Ob Gift aus der Impfstoff-Spritze, die Lüge des Klimawandels oder die satirische Bielefeld-Verschwörung: Der Glaube an konspirative Theorien ist so populär wie nie. Und auch Fake News haben in Zeiten von Social Media Hochkonjunktur.

Das LWL-Landesmuseum für Klosterkultur Dalheim bei Paderborn taucht in seiner neuesten Ausstellung Verschwörungstheorien – früher und heute ein in die Geschichte der Verschwörungstheorien der vergangenen neun Jahrhunderte und zeigt deren Wirkung auf.

exponate In einer geheimnisvoll blau-violett gestalteten Ausstellungsarchitektur wandelt der Besucher durch lange Gänge des ehemaligen Chorherren-Stiftes. Eingerahmt von fließender, bedruckter Gaze werden rund 250 Exponate von internationalen Leihgebern mit gedämpftem Licht in Szene gesetzt.

»Verschwörungstheorien sind ein immer wiederkehrendes Phänomen«, sagt Museumsdirektor Ingo Grabowsky.

Vom Mittelalter bis zur Gegenwart zeigt sich im Spannungsfeld von Fakt und Fiktion ganz deutlich: »Verschwörungstheorien sind ein immer wiederkehrendes Phänomen«, sagt Museumsdirektor Ingo Grabowsky. Ziel der Ausstellung sei es, für das Thema zu sensibilisieren und zu zeigen, wie Verschwörungstheorien entstehen, funktionieren und wie man sie entlarven könne.

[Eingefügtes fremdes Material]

//! Input module - keyboard mapping for game controls
//!
//! Translates crossterm key events into [`Intent`] values. No game state
//! lives here; raw key codes never travel past this table.

use crossterm::event::{KeyCode, KeyEvent, KeyModifiers};

use crate::types::Intent;

/// Map keyboard input to player intents
pub fn map_key(key: KeyEvent) -> Option<Intent> {
    match key.code {
        // Movement
        KeyCode::Left => Some(Intent::MoveLeft),
        KeyCode::Right => Some(Intent::MoveRight),
        KeyCode::Down => Some(Intent::SoftDrop),

        // Rotation
        KeyCode::Up | KeyCode::Char('e') => Some(Intent::RotateCw),
        KeyCode::Char('w') => Some(Intent::RotateCcw),
        KeyCode::Char('a') => Some(Intent::Rotate180),

        // Drop
        KeyCode::Char(' ') => Some(Intent::HardDrop),

        _ => None,
    }
}

/// Check if key should quit the game
pub fn should_quit(key: KeyEvent) -> bool {
    matches!(key.code, KeyCode::Char('q') | KeyCode::Char('Q') | KeyCode::Esc)
        || (key.code == KeyCode::Char('c') && key.modifiers.contains(KeyModifiers::CONTROL))
}
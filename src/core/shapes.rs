//! Shape catalog: the 7 tetromino kinds, each with 4 rotation masks and a
//! display color.
//!
//! The catalog is authored as string rows (`'0'` marks a filled cell),
//! parsed once on first use, and shared by reference for the life of the
//! process. Parsing is lenient so mask lookups stay total; [`validate`]
//! enforces the strict invariants and runs before any simulation starts.

use std::sync::OnceLock;

use arrayvec::ArrayVec;

use crate::types::{PieceKind, Rgb, Rotation};

/// Authored definition of one kind.
struct ShapeSpec {
    kind: PieceKind,
    size: i8,
    color: Rgb,
    states: [&'static [&'static str]; 4],
}

/// Rotation tables. Index order matches `PieceKind::ALL`. S/Z/J/L/T use a
/// 3x3 bounding box, I/O a 4x4 one.
const SHAPE_TABLE: [ShapeSpec; 7] = [
    ShapeSpec {
        kind: PieceKind::S,
        size: 3,
        color: Rgb::new(0, 244, 0),
        states: [
            &[".00", "00.", "..."],
            &[".0.", ".00", "..0"],
            &["...", ".00", "00."],
            &["0..", "00.", ".0."],
        ],
    },
    ShapeSpec {
        kind: PieceKind::Z,
        size: 3,
        color: Rgb::new(255, 0, 0),
        states: [
            &["00.", ".00", "..."],
            &["..0", ".00", ".0."],
            &["...", "00.", ".00"],
            &[".0.", "00.", "0.."],
        ],
    },
    ShapeSpec {
        kind: PieceKind::I,
        size: 4,
        color: Rgb::new(0, 244, 242),
        states: [
            &["....", "0000", "....", "...."],
            &["..0.", "..0.", "..0.", "..0."],
            &["....", "....", "0000", "...."],
            &[".0..", ".0..", ".0..", ".0.."],
        ],
    },
    ShapeSpec {
        kind: PieceKind::O,
        size: 4,
        color: Rgb::new(240, 240, 0),
        states: [
            &[".00.", ".00.", "....", "...."],
            &[".00.", ".00.", "....", "...."],
            &[".00.", ".00.", "....", "...."],
            &[".00.", ".00.", "....", "...."],
        ],
    },
    ShapeSpec {
        kind: PieceKind::J,
        size: 3,
        color: Rgb::new(0, 0, 250),
        states: [
            &["0..", "000", "..."],
            &[".00", ".0.", ".0."],
            &["...", "000", "..0"],
            &[".0.", ".0.", "00."],
        ],
    },
    ShapeSpec {
        kind: PieceKind::L,
        size: 3,
        color: Rgb::new(254, 155, 0),
        states: [
            &["..0", "000", "..."],
            &[".0.", ".0.", ".00"],
            &["...", "000", "0.."],
            &["00.", ".0.", ".0."],
        ],
    },
    ShapeSpec {
        kind: PieceKind::T,
        size: 3,
        color: Rgb::new(175, 0, 249),
        states: [
            &[".0.", "000", "..."],
            &[".0.", ".00", ".0."],
            &["...", "000", ".0."],
            &[".0.", "00.", ".0."],
        ],
    },
];

/// Occupancy grid for one rotation state. Offsets outside the kind's
/// bounding box are always empty.
#[derive(Debug, Clone, Copy, PartialEq, Eq)]
pub struct RotationMask {
    size: i8,
    cells: [[bool; 4]; 4],
}

impl RotationMask {
    /// Lenient parse: short rows read as empty cells, extra rows and
    /// columns are ignored. Defects are caught by [`validate`] instead.
    fn from_rows(size: i8, rows: &[&str]) -> Self {
        let mut cells = [[false; 4]; 4];
        for (row, text) in rows.iter().enumerate().take(4) {
            for (col, ch) in text.chars().enumerate().take(4) {
                cells[row][col] = ch == '0';
            }
        }
        Self { size, cells }
    }

    /// Bounding box edge length (3 or 4).
    pub fn size(&self) -> i8 {
        self.size
    }

    /// True when the mask fills (col, row).
    pub fn filled(&self, col: i8, row: i8) -> bool {
        if !(0..4).contains(&col) || !(0..4).contains(&row) {
            return false;
        }
        self.cells[row as usize][col as usize]
    }

    /// Offsets of the filled cells as (col, row), row-major order.
    pub fn cells(&self) -> ArrayVec<(i8, i8), 4> {
        let mut out = ArrayVec::new();
        for row in 0..4i8 {
            for col in 0..4i8 {
                if self.filled(col, row) {
                    let _ = out.try_push((col, row));
                }
            }
        }
        out
    }
}

/// One kind's catalog entry: four rotation masks and a display color.
#[derive(Debug, Clone, Copy)]
pub struct Shape {
    kind: PieceKind,
    color: Rgb,
    masks: [RotationMask; 4],
}

impl Shape {
    pub fn kind(&self) -> PieceKind {
        self.kind
    }

    pub fn color(&self) -> Rgb {
        self.color
    }

    /// Mask for a rotation state. Total: `Rotation` is already mod 4.
    pub fn mask(&self, rotation: Rotation) -> &RotationMask {
        &self.masks[rotation.index()]
    }
}

struct Catalog {
    shapes: [Shape; 7],
}

static CATALOG: OnceLock<Catalog> = OnceLock::new();

fn catalog() -> &'static Catalog {
    CATALOG.get_or_init(|| {
        let build = |spec: &ShapeSpec| Shape {
            kind: spec.kind,
            color: spec.color,
            masks: [
                RotationMask::from_rows(spec.size, spec.states[0]),
                RotationMask::from_rows(spec.size, spec.states[1]),
                RotationMask::from_rows(spec.size, spec.states[2]),
                RotationMask::from_rows(spec.size, spec.states[3]),
            ],
        };
        Catalog {
            shapes: [
                build(&SHAPE_TABLE[0]),
                build(&SHAPE_TABLE[1]),
                build(&SHAPE_TABLE[2]),
                build(&SHAPE_TABLE[3]),
                build(&SHAPE_TABLE[4]),
                build(&SHAPE_TABLE[5]),
                build(&SHAPE_TABLE[6]),
            ],
        }
    })
}

/// Catalog entry for a kind.
pub fn shape(kind: PieceKind) -> &'static Shape {
    &catalog().shapes[kind.code() as usize - 1]
}

/// Occupancy mask for (kind, rotation). Pure and total.
pub fn rotation_mask(kind: PieceKind, rotation: Rotation) -> &'static RotationMask {
    shape(kind).mask(rotation)
}

/// Defects in the authored shape tables.
#[derive(Debug, Clone, Copy, PartialEq, Eq)]
pub enum CatalogError {
    BadRowCount {
        kind: PieceKind,
        state: usize,
        rows: usize,
    },
    BadRowWidth {
        kind: PieceKind,
        state: usize,
        row: usize,
        width: usize,
    },
    BadCellCount {
        kind: PieceKind,
        state: usize,
        cells: usize,
    },
    TableOrderMismatch {
        expected: PieceKind,
        found: PieceKind,
    },
}

impl CatalogError {
    pub fn code(self) -> &'static str {
        match self {
            CatalogError::BadRowCount { .. } => "bad_row_count",
            CatalogError::BadRowWidth { .. } => "bad_row_width",
            CatalogError::BadCellCount { .. } => "bad_cell_count",
            CatalogError::TableOrderMismatch { .. } => "table_order_mismatch",
        }
    }

    pub fn message(self) -> String {
        match self {
            CatalogError::BadRowCount { kind, state, rows } => format!(
                "{} state {}: expected {} rows, found {}",
                kind.as_str(),
                state,
                shape_size(kind),
                rows
            ),
            CatalogError::BadRowWidth {
                kind,
                state,
                row,
                width,
            } => format!(
                "{} state {} row {}: expected width {}, found {}",
                kind.as_str(),
                state,
                row,
                shape_size(kind),
                width
            ),
            CatalogError::BadCellCount { kind, state, cells } => format!(
                "{} state {}: expected 4 filled cells, found {}",
                kind.as_str(),
                state,
                cells
            ),
            CatalogError::TableOrderMismatch { expected, found } => format!(
                "table order mismatch: expected {}, found {}",
                expected.as_str(),
                found.as_str()
            ),
        }
    }
}

fn shape_size(kind: PieceKind) -> i8 {
    match kind {
        PieceKind::I | PieceKind::O => 4,
        _ => 3,
    }
}

/// Strict check of the authored tables: table order matches
/// `PieceKind::ALL`, every state has `size` rows of `size` characters,
/// and every state fills exactly 4 cells. Runs fatally at startup; the
/// simulation never begins on a defective catalog.
pub fn validate() -> Result<(), CatalogError> {
    validate_table(&SHAPE_TABLE)
}

fn validate_table(table: &[ShapeSpec]) -> Result<(), CatalogError> {
    for (i, spec) in table.iter().enumerate() {
        if let Some(&expected) = PieceKind::ALL.get(i) {
            if spec.kind != expected {
                return Err(CatalogError::TableOrderMismatch {
                    expected,
                    found: spec.kind,
                });
            }
        }
        let size = spec.size as usize;
        for (state, rows) in spec.states.iter().enumerate() {
            if rows.len() != size {
                return Err(CatalogError::BadRowCount {
                    kind: spec.kind,
                    state,
                    rows: rows.len(),
                });
            }
            let mut cells = 0;
            for (row, text) in rows.iter().enumerate() {
                let width = text.chars().count();
                if width != size {
                    return Err(CatalogError::BadRowWidth {
                        kind: spec.kind,
                        state,
                        row,
                        width,
                    });
                }
                cells += text.chars().filter(|&ch| ch == '0').count();
            }
            if cells != 4 {
                return Err(CatalogError::BadCellCount {
                    kind: spec.kind,
                    state,
                    cells,
                });
            }
        }
    }
    Ok(())
}

#[cfg(test)]
mod tests {
    use super::*;

    #[test]
    fn test_authored_tables_validate() {
        assert_eq!(validate(), Ok(()));
    }

    #[test]
    fn test_every_mask_fills_exactly_four_cells() {
        for kind in PieceKind::ALL {
            for index in 0..4 {
                let mask = rotation_mask(kind, Rotation::new(index));
                assert_eq!(mask.cells().len(), 4, "{:?} state {}", kind, index);
            }
        }
    }

    #[test]
    fn test_t_spawn_mask_matches_table() {
        let mask = rotation_mask(PieceKind::T, Rotation::SPAWN);
        assert_eq!(mask.size(), 3);
        assert!(mask.filled(1, 0));
        assert!(mask.filled(0, 1));
        assert!(mask.filled(1, 1));
        assert!(mask.filled(2, 1));
        assert!(!mask.filled(0, 0));
        let cells: Vec<_> = mask.cells().into_iter().collect();
        assert_eq!(cells, vec![(1, 0), (0, 1), (1, 1), (2, 1)]);
    }

    #[test]
    fn test_i_mask_is_horizontal_then_vertical() {
        let flat = rotation_mask(PieceKind::I, Rotation::SPAWN);
        for col in 0..4 {
            assert!(flat.filled(col, 1));
        }
        let tall = rotation_mask(PieceKind::I, Rotation::new(1));
        for row in 0..4 {
            assert!(tall.filled(2, row));
        }
    }

    #[test]
    fn test_o_mask_is_rotation_invariant() {
        let spawn = rotation_mask(PieceKind::O, Rotation::SPAWN);
        for index in 1..4 {
            assert_eq!(rotation_mask(PieceKind::O, Rotation::new(index)), spawn);
        }
    }

    #[test]
    fn test_mask_offsets_outside_grid_are_empty() {
        let mask = rotation_mask(PieceKind::T, Rotation::SPAWN);
        assert!(!mask.filled(-1, 0));
        assert!(!mask.filled(0, -1));
        assert!(!mask.filled(4, 1));
        assert!(!mask.filled(1, 4));
    }

    #[test]
    fn test_colors_come_from_the_catalog() {
        assert_eq!(shape(PieceKind::S).color(), Rgb::new(0, 244, 0));
        assert_eq!(shape(PieceKind::I).color(), Rgb::new(0, 244, 242));
        assert_eq!(shape(PieceKind::T).color(), Rgb::new(175, 0, 249));
    }

    #[test]
    fn test_shape_lookup_matches_kind() {
        for kind in PieceKind::ALL {
            assert_eq!(shape(kind).kind(), kind);
        }
    }

    #[test]
    fn test_validator_rejects_short_row() {
        // The kind of defect validation exists for: a row missing a column.
        let bad = [ShapeSpec {
            kind: PieceKind::S,
            size: 3,
            color: Rgb::new(0, 244, 0),
            states: [
                &[".00", "00.", "..."],
                &[".0", ".00", "..0"],
                &["...", ".00", "00."],
                &["0..", "00.", ".0."],
            ],
        }];
        assert_eq!(
            validate_table(&bad),
            Err(CatalogError::BadRowWidth {
                kind: PieceKind::S,
                state: 1,
                row: 0,
                width: 2,
            })
        );
    }

    #[test]
    fn test_validator_rejects_wrong_cell_count() {
        let bad = [ShapeSpec {
            kind: PieceKind::S,
            size: 3,
            color: Rgb::new(0, 244, 0),
            states: [
                &[".00", "00.", "..."],
                &[".0.", ".00", "..0"],
                &["...", ".00", "000"],
                &["0..", "00.", ".0."],
            ],
        }];
        assert_eq!(
            validate_table(&bad),
            Err(CatalogError::BadCellCount {
                kind: PieceKind::S,
                state: 2,
                cells: 5,
            })
        );
    }

    #[test]
    fn test_error_messages_name_the_defect() {
        let err = CatalogError::BadCellCount {
            kind: PieceKind::L,
            state: 1,
            cells: 3,
        };
        assert_eq!(err.code(), "bad_cell_count");
        assert!(err.message().contains("L state 1"));
    }
}
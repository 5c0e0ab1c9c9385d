use serde::{Deserialize, Serialize};
use strum_macros::{Display, EnumString};
use utoipa::ToSchema;

/// 平台角色，权限从高到低
#[derive(Debug, Clone, Copy, PartialEq, Eq, Serialize, Deserialize, Default, Display, EnumString, ToSchema)]
#[serde(rename_all = "snake_case")]
#[strum(serialize_all = "snake_case")]
pub enum RoleType {
    SuperAdmin,
    Admin,
    GroupAdmin,
    /// 默认角色，权限最低
    #[default]
    Student,
}

/// 通知偏好开关
#[derive(Debug, Clone, Serialize, Deserialize, Default, ToSchema)]
pub struct NotificationPreferences {
    pub email_notifications: bool,
    pub announcement_emails: bool,
    pub group_activity_emails: bool,
}

/// 用户信息结构，存储账号、角色与分组归属
#[derive(Debug, Clone, Serialize, Deserialize, Default, ToSchema)]
pub struct UserEntity {
    /// 用户唯一 ID（字符串形式）
    pub id: String,
    /// 登录邮箱，统一小写存储，比较时大小写不敏感
    pub email: String,
    /// 显示名
    pub name: String,
    /// 平台角色
    pub role: RoleType,
    /// 加密后的口令（带盐 MD5）
    pub password: String,
    /// 审核通过标记
    pub is_approved: bool,
    /// 首次登录强制改密
    pub force_password_change: bool,
    /// 手机号（可选）
    pub mobile_number: Option<String>,
    /// 所属群组 ID 列表，与 group.members 双向一致
    pub assigned_groups: Vec<String>,
    /// 通知偏好（可选）
    pub notification_preferences: Option<NotificationPreferences>,
    /// 已读公告计数
    pub total_announcements_viewed: i64,
    /// 创建时间（Unix 秒时间戳）
    pub create_time: i64,
    /// 最后更新时间（Unix 秒时间戳）
    pub update_time: i64,
}
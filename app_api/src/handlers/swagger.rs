use crate::handlers::announcement::announcement_create::*;
use crate::handlers::announcement::announcement_view::*;
use crate::handlers::announcement::notify_send::*;
use crate::handlers::announcement::notify_status::*;
use crate::handlers::group::group_assign::*;
use crate::handlers::group::group_create::*;
use crate::handlers::group::group_member_remove::*;
use crate::handlers::user::bulk_create::*;
use crate::handlers::user::forgot_password::*;
use crate::handlers::user::regenerate_password::*;
use crate::handlers::user::send_otp::*;

use crate::result::ApiResponse;
use actix_web::{HttpResponse, Responder, get, web};
use biz_service::entitys::user_entity::RoleType;
use utoipa::OpenApi;

#[derive(OpenApi)]
#[openapi(
    paths(
        //用户-管理
        bulk_create,
        regenerate_password,
        forgot_password,
        send_otp,

        //群组-管理
        group_create,
        group_assign,
        group_member_remove,

        //公告-管理
        announcement_create,
        announcement_view,
        notify_send,
        notify_status,
    ),
    components(schemas(
        ApiResponse<String>,
        RoleType,
        BulkCreateResp,
        NotifySendResp,
        NotifyStatusResp,
    )),
    tags(
        (name = "edu-cloud-api", description = "Learning community admin endpoints")
    )
)]
struct ApiDoc;

pub fn configure(cfg: &mut web::ServiceConfig) {
    cfg.service(openapi_json);
}

#[get("/openapi.json")]
pub async fn openapi_json() -> impl Responder {
    HttpResponse::Ok().content_type("application/json").body(ApiDoc::openapi().to_json().unwrap())
}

experten So ein emotionales Thema bietet Zündstoff: Bereits im Vorfeld der Sonderschau, die mit einer Million Euro zu Buche schlägt, hatte es einige kritische E-Mails und auch Unmut in Social-Media-Beiträgen gegeben. Das Museumsteam habe daraufhin ein Krisenszenario entwickelt, erzählt Grabowsky.

»Wir haben die Ausstellung und ihre Fakten unzählige Male von Experten prüfen lassen«, betont der Direktor und Geschäftsführer der Stiftung Kloster Dalheim. So erwartet die Besucher – Grabowsky rechnet mit 70.000 – eine sehr sorgfältig recherchierte Schau. Die Auswahl der Ausstellungsstücke reicht von alten Handschriften, Orden, Gemälden und Karikaturen bis hin zu Filmen.

Die Ausstellung zeigt, dass unsichere Zeiten die Popularität von Verschwörungstheorien begünstigen.

Die Ausstellung zeigt, dass unsichere Zeiten die Popularität von Verschwörungstheorien begünstigen. Über die Jahrhunderte suchten die Menschen nach Schuldigen für Krisen, Kriege und Katastrophen: Im Mittelalter galten Hexen und Juden als religiöse Minderheit als »Agenten des Teufels«, die angeblich christliche Kinder ermordeten, Hostien schändeten und Brunnen vergifteten.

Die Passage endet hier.